Her family filed a lawsuit against TikTok, but the trial court threw out the case, based on the traditional statutory protections enjoyed by social media platforms.

However, a federal appellate court came to a different conclusion. The court held that the lawsuit could go forward because of the manner in which TikTok used its technology, finding that the platform’s algorithm may have promoted the harmful content that led to a fatal outcome for the young girl.

The court’s decision stated the following: “While no one person at TikTok curates content for anyone’s feed, it is fair to call the algorithm the arbiter, and the algorithm is programmed by TikTok…”

Social media platforms, such as TikTok, Facebook, Instagram, X (formerly Twitter), and others, have been protected by a 25 year-old law passed by Congress, which was intended to shield platforms that came into being during the internet’s infancy.

The early days of the internet featured platforms such as AOL, Compuserve, and Prodigy, which functioned as conduits that passively provided access to content, rather than actively influencing what would appear in users’ accounts.

Consequently, as part of the Communications Decency Act of 1996, protections were set up in order to shield these passive online services from liability for content that was posted by third parties.

For these early gateways to the web, revenue arrived in the form of subscription fees.

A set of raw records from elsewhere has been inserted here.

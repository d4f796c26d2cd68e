use chrono::Utc;
use std::sync::Arc;

use super::{store::DirectoryStore, ServiceError};
use crate::models::{AuthContext, PrincipalKind, Role, Session, SessionToken};

/// Issues, resolves and ends bearer-token sessions.
#[derive(Clone)]
pub struct SessionRegistry {
    store: Arc<dyn DirectoryStore>,
}

impl SessionRegistry {
    pub fn new(store: Arc<dyn DirectoryStore>) -> Self {
        Self { store }
    }

    /// Stores a fresh session and returns its token. A token collision
    /// surfaces as `Conflict` and nothing is stored.
    pub async fn issue(
        &self,
        kind: PrincipalKind,
        principal_id: i64,
        domain_id: i64,
        role: Role,
    ) -> Result<SessionToken, ServiceError> {
        let token = SessionToken::generate(kind);
        let session = Session::new(&token, principal_id, domain_id, role);

        self.store.insert_session(&session).await?;

        tracing::info!(
            kind = %kind,
            principal_id,
            domain_id,
            role = %role,
            token = %token.fingerprint(),
            "Session issued"
        );
        Ok(token)
    }

    /// Resolves a token to the session's principal, working domain and
    /// role. Tokens that are not of the issued shape never reach the store.
    pub async fn resolve(&self, token: &str) -> Result<AuthContext, ServiceError> {
        let kind = SessionToken::kind_of(token).ok_or(ServiceError::SessionNotFound)?;

        self.store
            .find_session(kind, token)
            .await?
            .ok_or(ServiceError::SessionNotFound)
    }

    /// Ends the session. Ending an unknown or already-ended session is
    /// not an error.
    pub async fn invalidate(&self, token: &str) -> Result<(), ServiceError> {
        let affected = self.store.end_session(token, Utc::now()).await?;
        if affected == 0 {
            tracing::warn!(
                token = %crate::models::session::fingerprint(token),
                "Logout for unknown or ended session"
            );
        }
        Ok(())
    }

    /// Moves an active session to another domain.
    pub async fn rehome(&self, token: &str, domain_id: i64) -> Result<(), ServiceError> {
        match self.store.rehome_session(token, domain_id).await? {
            0 => Err(ServiceError::SessionNotFound),
            _ => Ok(()),
        }
    }
}
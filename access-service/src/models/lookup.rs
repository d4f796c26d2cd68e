use std::fmt;

use crate::utils::validation::is_valid_name;

/// A path-segment reference to a record: numeric segments address by id,
/// anything else by name.
#[derive(Debug, Clone, PartialEq, Eq)]
pub enum Lookup {
    Id(i64),
    Name(String),
}

#[derive(Debug, Clone, PartialEq, Eq)]
pub enum LookupError {
    ZeroId,
    InvalidName(String),
}

impl fmt::Display for LookupError {
    fn fmt(&self, f: &mut fmt::Formatter<'_>) -> fmt::Result {
        match self {
            LookupError::ZeroId => write!(f, "id must be positive"),
            LookupError::InvalidName(name) => write!(f, "invalid name: {name}"),
        }
    }
}

impl Lookup {
    pub fn parse(segment: &str) -> Result<Self, LookupError> {
        if !segment.is_empty() && segment.bytes().all(|b| b.is_ascii_digit()) {
            return match segment.parse::<i64>() {
                Ok(0) => Err(LookupError::ZeroId),
                Ok(id) => Ok(Lookup::Id(id)),
                Err(_) => Err(LookupError::InvalidName(segment.to_string())),
            };
        }

        if is_valid_name(segment) {
            Ok(Lookup::Name(segment.to_string()))
        } else {
            Err(LookupError::InvalidName(segment.to_string()))
        }
    }

    pub fn matches(&self, id: i64, name: &str) -> bool {
        match self {
            Lookup::Id(wanted) => *wanted == id,
            Lookup::Name(wanted) => wanted == name,
        }
    }
}

impl fmt::Display for Lookup {
    fn fmt(&self, f: &mut fmt::Formatter<'_>) -> fmt::Result {
        match self {
            Lookup::Id(id) => write!(f, "{id}"),
            Lookup::Name(name) => f.write_str(name),
        }
    }
}

#[cfg(test)]
mod tests {
    use super::*;

    #[test]
    fn test_numeric_segment_is_id() {
        assert_eq!(Lookup::parse("42"), Ok(Lookup::Id(42)));
    }

    #[test]
    fn test_zero_id_rejected() {
        assert_eq!(Lookup::parse("0"), Err(LookupError::ZeroId));
    }

    #[test]
    fn test_name_segment() {
        assert_eq!(Lookup::parse("acme"), Ok(Lookup::Name("acme".into())));
        assert_eq!(
            Lookup::parse("vpn-1.eu"),
            Ok(Lookup::Name("vpn-1.eu".into()))
        );
    }

    #[test]
    fn test_bad_names_rejected() {
        assert!(Lookup::parse("").is_err());
        assert!(Lookup::parse("1abc").is_err());
        assert!(Lookup::parse("abc-").is_err());
        assert!(Lookup::parse("a\"b").is_err());
    }

    #[test]
    fn test_overflowing_id_rejected() {
        assert!(Lookup::parse("99999999999999999999").is_err());
    }
}
pub mod directory;
pub mod domain;
pub mod lookup;
pub mod policy;
pub mod principal;
pub mod session;
pub mod status;

pub use directory::{App, Grant, GrantSubject, Group, GroupGrant, UserGrant};
pub use domain::{select_working_domain, Domain};
pub use lookup::{Lookup, LookupError};
pub use policy::{Policy, PolicyApp, PolicyNode, PolicyRow};
pub use principal::{
    Identity, NetworkIdentity, NewPrincipal, Principal, PrincipalKind, PrincipalRow,
    PrincipalUpdate, Role,
};
pub use session::{AuthContext, Session, SessionRow, SessionToken};
pub use status::RecordStatus;
use serde::{Deserialize, Serialize};

/// Lifecycle code stored on every directory record.
#[derive(Debug, Clone, Copy, PartialEq, Eq, Hash, Serialize, Deserialize)]
pub enum RecordStatus {
    #[serde(rename = "A")]
    Active,
    #[serde(rename = "D")]
    Deleted,
    #[serde(rename = "S")]
    Disabled,
}

impl RecordStatus {
    pub fn as_str(&self) -> &'static str {
        match self {
            RecordStatus::Active => "A",
            RecordStatus::Deleted => "D",
            RecordStatus::Disabled => "S",
        }
    }

    pub fn from_code(code: &str) -> Option<Self> {
        match code {
            "A" => Some(RecordStatus::Active),
            "D" => Some(RecordStatus::Deleted),
            "S" => Some(RecordStatus::Disabled),
            _ => None,
        }
    }
}
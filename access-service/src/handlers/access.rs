use axum::{
    extract::{Path, State},
    http::StatusCode,
    Json,
};
use service_core::error::AppError;

use crate::{
    dtos::access::RowsAffectedResponse,
    models::{AuthContext, GrantSubject, GroupGrant, Lookup, UserGrant},
    services::ServiceError,
    AppState,
};

fn parse_pair(subject: &str, app: &str) -> Result<(Lookup, Lookup), ServiceError> {
    Ok((Lookup::parse(subject)?, Lookup::parse(app)?))
}

pub async fn grant_user_access(
    State(state): State<AppState>,
    ctx: AuthContext,
    Path((user, app)): Path<(String, String)>,
) -> Result<(StatusCode, Json<UserGrant>), AppError> {
    let (user, app) = parse_pair(&user, &app)?;
    let grant = state
        .store
        .grant_app(GrantSubject::User, ctx.domain_id, &user, &app)
        .await?;

    tracing::info!(user = %user, app = %app, domain_id = ctx.domain_id, "User access granted");
    Ok((StatusCode::CREATED, Json(grant.into())))
}

pub async fn revoke_user_access(
    State(state): State<AppState>,
    ctx: AuthContext,
    Path((user, app)): Path<(String, String)>,
) -> Result<Json<RowsAffectedResponse>, AppError> {
    let (user, app) = parse_pair(&user, &app)?;
    let rows_affected = state
        .store
        .revoke_app(GrantSubject::User, ctx.domain_id, &user, &app)
        .await?;

    tracing::info!(user = %user, app = %app, rows_affected, "User access revoked");
    Ok(Json(RowsAffectedResponse { rows_affected }))
}

pub async fn grant_group_access(
    State(state): State<AppState>,
    ctx: AuthContext,
    Path((group, app)): Path<(String, String)>,
) -> Result<(StatusCode, Json<GroupGrant>), AppError> {
    let (group, app) = parse_pair(&group, &app)?;
    let grant = state
        .store
        .grant_app(GrantSubject::Group, ctx.domain_id, &group, &app)
        .await?;

    tracing::info!(group = %group, app = %app, domain_id = ctx.domain_id, "Group access granted");
    Ok((StatusCode::CREATED, Json(grant.into())))
}

pub async fn revoke_group_access(
    State(state): State<AppState>,
    ctx: AuthContext,
    Path((group, app)): Path<(String, String)>,
) -> Result<Json<RowsAffectedResponse>, AppError> {
    let (group, app) = parse_pair(&group, &app)?;
    let rows_affected = state
        .store
        .revoke_app(GrantSubject::Group, ctx.domain_id, &group, &app)
        .await?;

    tracing::info!(group = %group, app = %app, rows_affected, "Group access revoked");
    Ok(Json(RowsAffectedResponse { rows_affected }))
}
//! Domain model - the tenant boundary every record belongs to.

use serde::{Deserialize, Serialize};
use sqlx::FromRow;

use super::status::RecordStatus;

/// Domain entity. Names are unique among active domains.
#[derive(Debug, Clone, PartialEq, Eq, Serialize, Deserialize, FromRow)]
pub struct Domain {
    pub id: i64,
    pub name: String,
    #[serde(skip, default = "active_code")]
    pub status_code: String,
}

fn active_code() -> String {
    RecordStatus::Active.as_str().to_string()
}

impl Domain {
    pub fn new(id: i64, name: impl Into<String>) -> Self {
        Self {
            id,
            name: name.into(),
            status_code: active_code(),
        }
    }

    pub fn is_active(&self) -> bool {
        self.status_code == RecordStatus::Active.as_str()
    }
}

/// Picks the domain a power-admin lands in after login: the first active
/// non-power domain by name, falling back to the power domain itself.
pub fn select_working_domain(domains: &[Domain], power_domain: &Domain) -> Domain {
    let mut candidates: Vec<&Domain> = domains
        .iter()
        .filter(|d| d.is_active() && d.id != power_domain.id)
        .collect();
    candidates.sort_by(|a, b| a.name.cmp(&b.name));

    candidates
        .first()
        .map(|d| (*d).clone())
        .unwrap_or_else(|| power_domain.clone())
}

#[cfg(test)]
mod tests {
    use super::*;

    #[test]
    fn test_working_domain_prefers_first_tenant_by_name() {
        let power = Domain::new(1, "power");
        let domains = vec![
            power.clone(),
            Domain::new(3, "zeta"),
            Domain::new(2, "acme"),
        ];

        assert_eq!(select_working_domain(&domains, &power).name, "acme");
    }

    #[test]
    fn test_working_domain_skips_inactive() {
        let power = Domain::new(1, "power");
        let mut retired = Domain::new(2, "acme");
        retired.status_code = RecordStatus::Deleted.as_str().to_string();

        let domains = vec![power.clone(), retired, Domain::new(3, "beta")];
        assert_eq!(select_working_domain(&domains, &power).name, "beta");
    }

    #[test]
    fn test_working_domain_falls_back_to_power() {
        let power = Domain::new(1, "power");
        assert_eq!(select_working_domain(&[power.clone()], &power), power);
        assert_eq!(select_working_domain(&[], &power), power);
    }
}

Today’s platforms have a completely different revenue model. Advertising as well as sharing user data comprise the primary sources of income.

The aim of modern social media companies is to acquire, and perhaps more importantly, to maintain its users.

The complex and sophisticated algorithm is the tool that enables a company to consistently maintain its users.

TikTok’s “For You” page, Facebook’s feed, Instagram’s recommendations, and X’s “For You” page are controlled by algorithms that learn what an individual likes to view, and subsequently, based on knowledge of a person’s interests, bring content from other users into the individual’s account. 

In essence, not only do modern social media platforms provide access to content, but they curate what users see via pre-programmed algorithms.

The TikTok lawsuit could have major implications for all of the major modern social media companies, since they all use algorithms to curate content.

If Nylah’s family prevails in its lawsuit, the resulting precedent could mean an effective end to the legal protections under which social media concerns have been operating.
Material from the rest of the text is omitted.